> DIRECTIONS: Beginning with the line that contains "the underlying resource." and concluding with the final line of the listing below, output each line exactly, and only those lines.

> DATA RECORDS:
%%

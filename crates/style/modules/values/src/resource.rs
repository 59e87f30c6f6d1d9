//! Reference-counted resource payloads (textures, cursor images).
//!
//! Records own their resources through `Arc`; dropping the record releases the reference.

use core::hash::{Hash, Hasher};
use std::collections::hash_map::DefaultHasher;
use std::sync::Arc;

/// An externally loaded asset referenced by style values.
#[derive(Debug, PartialEq, Eq, Hash)]
pub struct Resource {
    pub id: u64,
    pub path: String,
}

/// Shared handle to a [`Resource`].
#[derive(Clone, Debug)]
pub struct ResourceHandle(Arc<Resource>);

impl ResourceHandle {
    pub fn new(id: u64, path: impl Into<String>) -> Self {
        Self(Arc::new(Resource {
            id,
            path: path.into(),
        }))
    }

    /// Build a handle whose id is derived from the path, as used by `url(...)` values.
    pub fn from_path(path: &str) -> Self {
        let mut hasher = DefaultHasher::new();
        path.hash(&mut hasher);
        Self::new(hasher.finish(), path)
    }

    pub fn id(&self) -> u64 {
        self.0.id
    }

    pub fn path(&self) -> &str {
        &self.0.path
    }

    /// Number of live references to the underlying resource.
    pub fn reference_count(&self) -> usize {
        Arc::strong_count(&self.0)
    }
}

impl PartialEq for ResourceHandle {
    fn eq(&self, other: &Self) -> bool {
        Arc::ptr_eq(&self.0, &other.0) || *self.0 == *other.0
    }
}

impl Eq for ResourceHandle {}

impl Hash for ResourceHandle {
    fn hash<H: Hasher>(&self, state: &mut H) {
        self.0.id.hash(state);
    }
}

/// `cursor`: either a texture with a hotspot or one of the built-in cursors.
#[derive(Clone, Debug, Default, PartialEq)]
pub struct Cursor {
    pub texture: Option<ResourceHandle>,
    pub hotspot_x: f32,
    pub hotspot_y: f32,
    /// Built-in cursor id, used when there is no texture. See [`builtin_cursor_id`].
    pub default_cursor_id: i32,
}

impl Cursor {
    pub const fn builtin(default_cursor_id: i32) -> Self {
        Self {
            texture: None,
            hotspot_x: 0.0,
            hotspot_y: 0.0,
            default_cursor_id,
        }
    }

    pub const fn texture(texture: ResourceHandle, hotspot_x: f32, hotspot_y: f32) -> Self {
        Self {
            texture: Some(texture),
            hotspot_x,
            hotspot_y,
            default_cursor_id: 0,
        }
    }
}

/// Names of the built-in cursors, indexed by id.
const BUILTIN_CURSORS: &[&str] = &[
    "arrow",
    "text",
    "resize-vertical",
    "resize-horizontal",
    "link",
    "slide-arrow",
    "resize-up-right",
    "resize-up-left",
    "move-arrow",
    "rotate-arrow",
    "scale-arrow",
    "arrow-plus",
    "arrow-minus",
    "pan",
    "orbit",
    "zoom",
    "fps",
    "split-resize-up-down",
    "split-resize-left-right",
];

/// Map a built-in cursor name to its id.
pub fn builtin_cursor_id(name: &str) -> Option<i32> {
    BUILTIN_CURSORS
        .iter()
        .position(|candidate| candidate.eq_ignore_ascii_case(name.trim()))
        .and_then(|index| i32::try_from(index).ok())
}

%%

> RESPONSE TO THIS TASK:
    /// Number of live references to the underlying resource.
    pub fn reference_count(&self) -> usize {
        Arc::strong_count(&self.0)
    }
}

impl PartialEq for ResourceHandle {
    fn eq(&self, other: &Self) -> bool {
        Arc::ptr_eq(&self.0, &other.0) || *self.0 == *other.0
    }
}

impl Eq for ResourceHandle {}

impl Hash for ResourceHandle {
    fn hash<H: Hasher>(&self, state: &mut H) {
        self.0.id.hash(state);
    }
}

/// `cursor`: either a texture with a hotspot or one of the built-in cursors.
#[derive(Clone, Debug, Default, PartialEq)]
pub struct Cursor {
    pub texture: Option<ResourceHandle>,
    pub hotspot_x: f32,
    pub hotspot_y: f32,
    /// Built-in cursor id, used when there is no texture. See [`builtin_cursor_id`].
    pub default_cursor_id: i32,
}

impl Cursor {
    pub const fn builtin(default_cursor_id: i32) -> Self {
        Self {
            texture: None,
            hotspot_x: 0.0,
            hotspot_y: 0.0,
            default_cursor_id,
        }
    }

    pub const fn texture(texture: ResourceHandle, hotspot_x: f32, hotspot_y: f32) -> Self {
        Self {
            texture: Some(texture),
            hotspot_x,
            hotspot_y,
            default_cursor_id: 0,
        }
    }
}

/// Names of the built-in cursors, indexed by id.
const BUILTIN_CURSORS: &[&str] = &[
    "arrow",
    "text",
    "resize-vertical",
    "resize-horizontal",
    "link",
    "slide-arrow",
    "resize-up-right",
    "resize-up-left",
    "move-arrow",
    "rotate-arrow",
    "scale-arrow",
    "arrow-plus",
    "arrow-minus",
    "pan",
    "orbit",
    "zoom",
    "fps",
    "split-resize-up-down",
    "split-resize-left-right",
];

/// Map a built-in cursor name to its id.
pub fn builtin_cursor_id(name: &str) -> Option<i32> {
    BUILTIN_CURSORS
        .iter()
        .position(|candidate| candidate.eq_ignore_ascii_case(name.trim()))
        .and_then(|index| i32::try_from(index).ok())
}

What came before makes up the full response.